Bottom line: Flying from Dulles, Reagan National, or Richmond is just plain flat-out a pain in the ass.
Financially, unless there’s a significant differential, driving to fly makes even less sense. Parking at, say, Dulles is going to run between 9 and 30 bucks a day. The workaround, if you’re going somewhere for a while (and have an early morning flight), is to spend the night at an airport hotel (for a C-note) and leave the car there for free.
And frankly, tickets out of Charlottesville are often a pretty good deal. In July, when I flew to London, Ontario, to play at the World Lacrosse Championships, it was less expensive for me to fly from CHO to Toronto and take ViaRail to London than it was to fly from Dulles to London. Charlottesville to Toronto was even less expensive than Dulles to Toronto.
So, how is the Charlottesville-Albemarle Airport promoting itself? By attacking low-fare airlines. Last night I went to the airport’s web site and the first thing I saw was this “skip intro”:

Other than being a reasonably funny use of stock photography, there’s not a lot to like. None of the reasons you’d actually want to fly from Charlottesville are there. Instead, the Charlottesville-Albemarle airport is shilling for expensive, bloated, old carriers.

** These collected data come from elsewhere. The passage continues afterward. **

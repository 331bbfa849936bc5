//! Workspace node repository port.

use async_trait::async_trait;
use uuid::Uuid;

use crate::domain::errors::DomainResult;
use crate::domain::models::WorkspaceNode;

/// Repository interface for workspace node persistence.
///
/// Prefix queries take a folder's full path and match nodes whose `path` is
/// that folder or lies beneath it, anchored on a `/` boundary.
#[async_trait]
pub trait WorkspaceRepository: Send + Sync {
    /// Insert a new node. Fails with `PathConflict` when (team, path, filename) is taken.
    async fn insert(&self, node: &WorkspaceNode) -> DomainResult<()>;

    /// Persist the mutable fields of a file (content, language, author).
    async fn update_content(&self, node: &WorkspaceNode) -> DomainResult<()>;

    /// Get a node by ID.
    async fn get(&self, id: Uuid) -> DomainResult<Option<WorkspaceNode>>;

    /// Find a node by its address inside a team.
    async fn find_by_path(
        &self,
        team_id: Uuid,
        path: &str,
        filename: &str,
    ) -> DomainResult<Option<WorkspaceNode>>;

    /// All nodes of a team, ordered by (path, filename).
    async fn list_by_team(&self, team_id: Uuid) -> DomainResult<Vec<WorkspaceNode>>;

    /// Save a renamed/moved node and rewrite the `old_full` prefix of every
    /// descendant path to `new_full`, all in one transaction.
    ///
    /// Returns the number of descendants rewritten.
    async fn relocate(&self, node: &WorkspaceNode, old_full: &str, new_full: &str) -> DomainResult<u64>;

    /// Delete a node and every node whose `path` lies within `full_path`, in one
    /// transaction. Returns the ids removed.
    async fn delete_subtree(&self, node: &WorkspaceNode) -> DomainResult<Vec<Uuid>>;

    /// Delete a file and, when that leaves its parent folder empty, the
    /// parent too, in one transaction. Returns the ids removed.
    async fn delete_file(&self, node: &WorkspaceNode) -> DomainResult<Vec<Uuid>>;
}
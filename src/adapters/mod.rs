//! Infrastructure adapters for external systems.

pub mod cache;
pub mod embeddings;
pub mod realtime;
pub mod sqlite;
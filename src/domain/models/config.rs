use serde::{Deserialize, Serialize};

/// Main configuration structure for teamspace
#[derive(Debug, Clone, Default, Serialize, Deserialize)]
#[serde(rename_all = "snake_case")]
pub struct Config {
    /// Database configuration
    #[serde(default)]
    pub database: DatabaseConfig,

    /// Logging configuration
    #[serde(default)]
    pub logging: LoggingConfig,

    /// Embedding provider and cache configuration
    #[serde(default)]
    pub embedding: EmbeddingConfig,

    /// Realtime channel configuration
    #[serde(default)]
    pub realtime: RealtimeConfig,
}

/// Database configuration
#[derive(Debug, Clone, Serialize, Deserialize)]
#[serde(rename_all = "snake_case")]
pub struct DatabaseConfig {
    /// Path to `SQLite` database file
    #[serde(default = "default_database_path")]
    pub path: String,

    /// Maximum number of database connections in pool
    #[serde(default = "default_max_connections")]
    pub max_connections: u32,
}

fn default_database_path() -> String {
    ".teamspace/teamspace.db".to_string()
}

const fn default_max_connections() -> u32 {
    10
}

impl Default for DatabaseConfig {
    fn default() -> Self {
        Self {
            path: default_database_path(),
            max_connections: default_max_connections(),
        }
    }
}

/// Logging configuration
#[derive(Debug, Clone, Serialize, Deserialize)]
#[serde(rename_all = "snake_case")]
pub struct LoggingConfig {
    /// Log level: trace, debug, info, warn, error
    #[serde(default = "default_log_level")]
    pub level: String,

    /// Log format: json or pretty
    #[serde(default = "default_log_format")]
    pub format: String,

    /// Directory for rolling log files; stdout only when unset
    #[serde(default)]
    pub log_dir: Option<String>,

    /// Rotation policy for file logs: daily, hourly, never
    #[serde(default = "default_rotation")]
    pub rotation: String,
}

fn default_log_level() -> String {
    "info".to_string()
}

fn default_log_format() -> String {
    "pretty".to_string()
}

fn default_rotation() -> String {
    "daily".to_string()
}

impl Default for LoggingConfig {
    fn default() -> Self {
        Self {
            level: default_log_level(),
            format: default_log_format(),
            log_dir: None,
            rotation: default_rotation(),
        }
    }
}

/// Embedding provider configuration
#[derive(Debug, Clone, Serialize, Deserialize)]
#[serde(rename_all = "snake_case")]
pub struct EmbeddingConfig {
    /// Provider: openai or none (local token vectors only)
    #[serde(default = "default_embedding_provider")]
    pub provider: String,

    /// Base URL of an OpenAI-compatible API
    #[serde(default = "default_embedding_base_url")]
    pub base_url: String,

    /// Embedding model name
    #[serde(default = "default_embedding_model")]
    pub model: String,

    /// API key; falls back to `OPENAI_API_KEY`
    #[serde(default)]
    pub api_key: Option<String>,

    /// Request timeout in seconds
    #[serde(default = "default_embedding_timeout")]
    pub timeout_secs: u64,

    /// Maximum cached vectors
    #[serde(default = "default_cache_capacity")]
    pub cache_capacity: u64,

    /// Time-to-live for cached vectors in seconds
    #[serde(default = "default_cache_ttl")]
    pub cache_ttl_secs: u64,
}

fn default_embedding_provider() -> String {
    "none".to_string()
}

fn default_embedding_base_url() -> String {
    "https://api.openai.com/v1".to_string()
}

fn default_embedding_model() -> String {
    "text-embedding-3-small".to_string()
}

const fn default_embedding_timeout() -> u64 {
    10
}

const fn default_cache_capacity() -> u64 {
    10_000
}

const fn default_cache_ttl() -> u64 {
    3600
}

impl Default for EmbeddingConfig {
    fn default() -> Self {
        Self {
            provider: default_embedding_provider(),
            base_url: default_embedding_base_url(),
            model: default_embedding_model(),
            api_key: None,
            timeout_secs: default_embedding_timeout(),
            cache_capacity: default_cache_capacity(),
            cache_ttl_secs: default_cache_ttl(),
        }
    }
}

/// Realtime channel configuration
#[derive(Debug, Clone, Serialize, Deserialize)]
#[serde(rename_all = "snake_case")]
pub struct RealtimeConfig {
    /// Buffered events per channel before slow receivers start lagging
    #[serde(default = "default_channel_capacity")]
    pub channel_capacity: usize,

    /// Send `code:change` to the file sub-room instead of the whole team channel
    #[serde(default)]
    pub scope_code_changes_to_file: bool,
}

const fn default_channel_capacity() -> usize {
    256
}

impl Default for RealtimeConfig {
    fn default() -> Self {
        Self {
            channel_capacity: default_channel_capacity(),
            scope_code_changes_to_file: false,
        }
    }
}
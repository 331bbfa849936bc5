//! Domain errors for the teamspace core.

use thiserror::Error;
use uuid::Uuid;

/// Domain-level errors that can occur in the teamspace core.
#[derive(Debug, Error)]
pub enum DomainError {
    #[error("Validation failed: {0}")]
    ValidationFailed(String),

    #[error("Workspace node not found: {0}")]
    NodeNotFound(Uuid),

    #[error("Problem not found: {0}")]
    ProblemNotFound(Uuid),

    #[error("Team not found: {0}")]
    TeamNotFound(Uuid),

    #[error("Profile not found: {0}")]
    ProfileNotFound(Uuid),

    #[error("Voter {voter_id} already voted for problem {problem_id}")]
    DuplicateVote { problem_id: Uuid, voter_id: Uuid },

    #[error("Voting is closed for problem {problem_id} ({votes} votes collected)")]
    VotingClosed { problem_id: Uuid, votes: usize },

    #[error("Path already taken in team {team_id}: {full_path}")]
    PathConflict { team_id: Uuid, full_path: String },

    #[error("Team formation for problem {0} was completed by a concurrent request")]
    FormationRaceLost(Uuid),

    #[error("Invalid state transition from {from} to {to}")]
    InvalidStateTransition { from: String, to: String },

    #[error("Embedding provider failed: {0}")]
    EmbeddingFailed(String),

    #[error("Database error: {0}")]
    DatabaseError(String),

    #[error("Serialization error: {0}")]
    SerializationError(String),
}

impl DomainError {
    /// Uniqueness or state violations detected before any partial mutation remained.
    pub const fn is_conflict(&self) -> bool {
        matches!(
            self,
            Self::DuplicateVote { .. }
                | Self::VotingClosed { .. }
                | Self::PathConflict { .. }
                | Self::FormationRaceLost(_)
        )
    }

    pub const fn is_not_found(&self) -> bool {
        matches!(
            self,
            Self::NodeNotFound(_)
                | Self::ProblemNotFound(_)
                | Self::TeamNotFound(_)
                | Self::ProfileNotFound(_)
        )
    }

    pub const fn is_validation(&self) -> bool {
        matches!(
            self,
            Self::ValidationFailed(_) | Self::InvalidStateTransition { .. }
        )
    }
}

pub type DomainResult<T> = Result<T, DomainError>;

impl From<sqlx::Error> for DomainError {
    fn from(err: sqlx::Error) -> Self {
        DomainError::DatabaseError(err.to_string())
    }
}

impl From<serde_json::Error> for DomainError {
    fn from(err: serde_json::Error) -> Self {
        DomainError::SerializationError(err.to_string())
    }
}

#[cfg(test)]
mod tests {
    use super::*;

    #[test]
    fn test_error_classification() {
        let dup = DomainError::DuplicateVote {
            problem_id: Uuid::new_v4(),
            voter_id: Uuid::new_v4(),
        };
        assert!(dup.is_conflict());
        assert!(!dup.is_not_found());

        let missing = DomainError::NodeNotFound(Uuid::new_v4());
        assert!(missing.is_not_found());
        assert!(!missing.is_conflict());

        assert!(DomainError::ValidationFailed("bad".to_string()).is_validation());
        assert!(!DomainError::DatabaseError("io".to_string()).is_validation());
    }

    #[test]
    fn test_voting_closed_message() {
        let err = DomainError::VotingClosed {
            problem_id: Uuid::nil(),
            votes: 6,
        };
        assert!(err.to_string().contains("6 votes"));
    }
}
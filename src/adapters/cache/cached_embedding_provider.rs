//! Cached wrapper for EmbeddingProvider using a moka TTL cache.
//!
//! Profile and problem texts change rarely, so vectors are cached by the
//! SHA-256 of the exact text. Empty vectors and errors are never cached.

use std::sync::Arc;
use std::time::Duration;

use async_trait::async_trait;
use moka::future::Cache;
use sha2::{Digest, Sha256};
use tracing::trace;

use crate::domain::errors::DomainResult;
use crate::domain::ports::EmbeddingProvider;

/// Default TTL for cached vectors.
const EMBEDDING_CACHE_TTL_SECS: u64 = 3600;

/// Default maximum number of cached vectors.
const EMBEDDING_CACHE_MAX_CAPACITY: u64 = 10_000;

/// Cached embedding provider decorator.
pub struct CachedEmbeddingProvider {
    inner: Arc<dyn EmbeddingProvider>,
    vectors: Cache<String, Arc<Vec<f32>>>,
}

impl CachedEmbeddingProvider {
    pub fn new(inner: Arc<dyn EmbeddingProvider>) -> Self {
        Self::with_limits(
            inner,
            EMBEDDING_CACHE_MAX_CAPACITY,
            Duration::from_secs(EMBEDDING_CACHE_TTL_SECS),
        )
    }

    pub fn with_limits(inner: Arc<dyn EmbeddingProvider>, capacity: u64, ttl: Duration) -> Self {
        let vectors = Cache::builder()
            .max_capacity(capacity)
            .time_to_live(ttl)
            .build();
        Self { inner, vectors }
    }

    /// Number of cached vectors (approximate until pending tasks run).
    pub fn entry_count(&self) -> u64 {
        self.vectors.entry_count()
    }
}

/// Content address of a text, hex-encoded SHA-256.
pub fn text_digest(text: &str) -> String {
    hex::encode(Sha256::digest(text.as_bytes()))
}

#[async_trait]
impl EmbeddingProvider for CachedEmbeddingProvider {
    fn name(&self) -> &'static str {
        self.inner.name()
    }

    fn dimension(&self) -> usize {
        self.inner.dimension()
    }

    async fn embed(&self, text: &str) -> DomainResult<Vec<f32>> {
        let key = text_digest(text);
        if let Some(cached) = self.vectors.get(&key).await {
            trace!(key = %key, "embedding cache hit");
            return Ok(cached.as_ref().clone());
        }

        let vector = self.inner.embed(text).await?;
        if !vector.is_empty() {
            self.vectors.insert(key, Arc::new(vector.clone())).await;
        }
        Ok(vector)
    }

    async fn embed_batch(&self, texts: &[String]) -> DomainResult<Vec<Vec<f32>>> {
        let mut results: Vec<Option<Vec<f32>>> = Vec::with_capacity(texts.len());
        let mut missing = Vec::new();
        for (i, text) in texts.iter().enumerate() {
            match self.vectors.get(&text_digest(text)).await {
                Some(cached) => results.push(Some(cached.as_ref().clone())),
                None => {
                    results.push(None);
                    missing.push(i);
                }
            }
        }

        if !missing.is_empty() {
            let to_embed: Vec<String> = missing.iter().map(|&i| texts[i].clone()).collect();
            let fresh = self.inner.embed_batch(&to_embed).await?;
            for (&i, vector) in missing.iter().zip(fresh) {
                if !vector.is_empty() {
                    self.vectors
                        .insert(text_digest(&texts[i]), Arc::new(vector.clone()))
                        .await;
                }
                results[i] = Some(vector);
            }
        }

        Ok(results.into_iter().map(Option::unwrap_or_default).collect())
    }
}
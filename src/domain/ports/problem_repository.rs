//! Problem repository port.

use async_trait::async_trait;
use uuid::Uuid;

use crate::domain::errors::DomainResult;
use crate::domain::models::Problem;

/// Repository interface for Problem persistence.
#[async_trait]
pub trait ProblemRepository: Send + Sync {
    /// Create a new problem.
    async fn create(&self, problem: &Problem) -> DomainResult<()>;

    /// Get a problem by ID.
    async fn get(&self, id: Uuid) -> DomainResult<Option<Problem>>;

    /// Link a team to the problem and move it to in-progress.
    ///
    /// Idempotent: linking the same team twice leaves one entry.
    async fn attach_team(&self, problem_id: Uuid, team_id: Uuid) -> DomainResult<()>;
}
//! Property tests for workspace path arithmetic and tree building.

use proptest::prelude::*;
use uuid::Uuid;

use teamspace::domain::models::workspace::{is_within, join_path, rewrite_prefix, split_full_path};
use teamspace::domain::models::{build_tree, TreeNode, WorkspaceNode};

fn segment() -> impl Strategy<Value = String> {
    "[a-z]{1,6}"
}

fn path(max_depth: usize) -> impl Strategy<Value = String> {
    prop::collection::vec(segment(), 0..=max_depth).prop_map(|segments| segments.join("/"))
}

fn count(nodes: &[TreeNode]) -> usize {
    nodes.iter().map(|n| 1 + count(&n.children)).sum()
}

proptest! {
    #[test]
    fn split_then_join_is_identity(parent in path(4), name in segment()) {
        let full = join_path(&parent, &name);
        let (p, n) = split_full_path(&full);
        prop_assert_eq!(p, parent.as_str());
        prop_assert_eq!(n, name.as_str());
    }

    #[test]
    fn rewrite_moves_only_paths_within_prefix(
        prefix in path(3).prop_filter("non-empty", |p| !p.is_empty()),
        rest in path(3),
        target in path(3),
    ) {
        let inside = join_path(&prefix, &rest);
        let rewritten = rewrite_prefix(&inside, &prefix, &target).unwrap();
        prop_assert!(is_within(&rewritten, &target));
        prop_assert_eq!(rewrite_prefix(&rewritten, &target, &prefix).unwrap(), inside);

        // A sibling sharing the prefix string is never considered inside it
        let sibling = format!("{prefix}x");
        prop_assert!(!is_within(&sibling, &prefix));
        prop_assert!(rewrite_prefix(&sibling, &prefix, &target).is_none());
    }

    #[test]
    fn tree_contains_every_node_once(folders in prop::collection::btree_set(path(3), 1..12)) {
        let team = Uuid::new_v4();
        let author = Uuid::new_v4();

        // Every ancestor of a listed folder is listed too
        let mut all = std::collections::BTreeSet::new();
        for folder in folders.iter().filter(|f| !f.is_empty()) {
            let segments: Vec<&str> = folder.split('/').collect();
            for depth in 1..=segments.len() {
                all.insert(segments[..depth].join("/"));
            }
        }

        let nodes: Vec<WorkspaceNode> = all
            .iter()
            .map(|full| {
                let (parent, name) = split_full_path(full);
                WorkspaceNode::folder(team, author, parent, name)
            })
            .collect();
        let expected = nodes.len();
        let roots = all.iter().filter(|f| !f.contains('/')).count();

        let tree = build_tree(nodes);
        prop_assert_eq!(count(&tree), expected);
        prop_assert_eq!(tree.len(), roots);
    }
}
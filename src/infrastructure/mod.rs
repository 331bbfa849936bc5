//! Infrastructure layer module
//!
//! Process-level concerns around the core:
//! - Configuration management (figment)
//! - Logging (tracing-subscriber, tracing-appender)
//! - Project setup (`.teamspace/` directory and database bootstrap)

pub mod config;
pub mod logging;
pub mod setup;
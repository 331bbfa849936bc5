//! SQLite adapters for teamspace persistence.

pub mod connection;
pub mod migrations;
pub mod problem_repository;
pub mod profile_repository;
pub mod team_repository;
pub mod vote_repository;
pub mod workspace_repository;

pub use connection::{create_pool, create_test_pool, verify_connection, ConnectionError, PoolConfig};
pub use migrations::{all_embedded_migrations, Migration, MigrationError, Migrator};
pub use problem_repository::SqliteProblemRepository;
pub use profile_repository::SqliteProfileRepository;
pub use team_repository::SqliteTeamRepository;
pub use vote_repository::SqliteVoteRepository;
pub use workspace_repository::SqliteWorkspaceRepository;

use chrono::{DateTime, Utc};
use sqlx::SqlitePool;
use uuid::Uuid;

use crate::domain::errors::{DomainError, DomainResult};
use crate::domain::models::DatabaseConfig;

/// Parse a UUID string from a SQLite row field.
pub fn parse_uuid(s: &str) -> DomainResult<Uuid> {
    Uuid::parse_str(s).map_err(|e| DomainError::SerializationError(e.to_string()))
}

/// Parse an optional UUID string from a SQLite row field.
pub fn parse_optional_uuid(s: Option<String>) -> DomainResult<Option<Uuid>> {
    s.map(|s| Uuid::parse_str(&s))
        .transpose()
        .map_err(|e| DomainError::SerializationError(e.to_string()))
}

/// Parse an RFC3339 datetime string from a SQLite row field.
pub fn parse_datetime(s: &str) -> DomainResult<DateTime<Utc>> {
    chrono::DateTime::parse_from_rfc3339(s)
        .map_err(|e| DomainError::SerializationError(e.to_string()))
        .map(|dt| dt.with_timezone(&Utc))
}

/// Parse a JSON string from a SQLite row field, falling back to the type's default.
pub fn parse_json_or_default<T: serde::de::DeserializeOwned + Default>(s: Option<String>) -> DomainResult<T> {
    s.map(|s| serde_json::from_str(&s))
        .transpose()
        .map_err(|e| DomainError::SerializationError(e.to_string()))
        .map(|opt| opt.unwrap_or_default())
}

/// True when a query failed on a UNIQUE constraint or unique index.
pub(crate) fn is_unique_violation(err: &sqlx::Error) -> bool {
    matches!(err, sqlx::Error::Database(db) if db.is_unique_violation())
}

pub(crate) fn is_foreign_key_violation(err: &sqlx::Error) -> bool {
    matches!(err, sqlx::Error::Database(db) if db.is_foreign_key_violation())
}

#[derive(Debug, thiserror::Error)]
pub enum DatabaseError {
    #[error("Connection error: {0}")]
    Connection(#[from] ConnectionError),
    #[error("Migration error: {0}")]
    Migration(#[from] MigrationError),
    #[error("Query error: {0}")]
    Query(#[from] sqlx::Error),
}

pub async fn initialize_database(database_url: &str, config: Option<PoolConfig>) -> Result<SqlitePool, DatabaseError> {
    let pool = create_pool(database_url, config).await?;
    let migrator = Migrator::new(pool.clone());
    migrator.run_embedded_migrations(all_embedded_migrations()).await?;
    Ok(pool)
}

/// Open and migrate the database described by the `database` config section.
pub async fn initialize_from_config(config: &DatabaseConfig) -> Result<SqlitePool, DatabaseError> {
    let pool_config = PoolConfig {
        max_connections: config.max_connections,
        ..PoolConfig::default()
    };
    initialize_database(&format!("sqlite:{}", config.path), Some(pool_config)).await
}

/// Create an in-memory test pool with all migrations applied.
pub async fn create_migrated_test_pool() -> Result<SqlitePool, DatabaseError> {
    let pool = create_test_pool().await?;
    let migrator = Migrator::new(pool.clone());
    migrator.run_embedded_migrations(all_embedded_migrations()).await?;
    Ok(pool)
}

Here’s the problem: by and large, people LIKE the new, low-fare airlines better than the airlines we grew up with. Before they went out of business, ValuJet was enjoyable to fly. With leather seats and a zillion channels of live TV, I’ve never heard anyone bad-mouth their experience on Jet Blue. Southwest is consistently rated pretty highly by the people who fly Southwest.
So, CHO wants people to fly from CHO because they can’t fly on the airlines that they like. Brilliant.
But wait! There’s more!
The other problem is that the old-style, “incumbent” carriers, aren’t particularly well-liked. Ever try to check a bag that’s 2 pounds overweight? That’s 50 bucks, thanks. Get tied up in traffic on the way to the airport? Some airlines will cancel your reservation, with no refund possible. Want that whole can of club soda? Welcome to the world of “service with a glare”.
While I don’t want to tar all the incumbents with the same brush — Quantas and USAir are my two current favorite airlines — but most incumbents carriers suck. Other than my first flight ever in 1978, I’ve never had a good experience on American Airlines. Ever. Ever, Ever.
So, CHO wants people to fly from CHO because they have to to fly the airlines that they hate. Brilliant.
The bottom line is this: if the Charlottesville-Albemarle Airport wants to continue to increase the number of people who use it, they need to come up with a message that’s actually, well, true. (Or, at least one that people might believe.) Because at this point, the people whose minds CHO needs to change — customers of Jet Blue and AirTran and SouthWest, et al — are going to stop listening before they even enter CHO’s web site.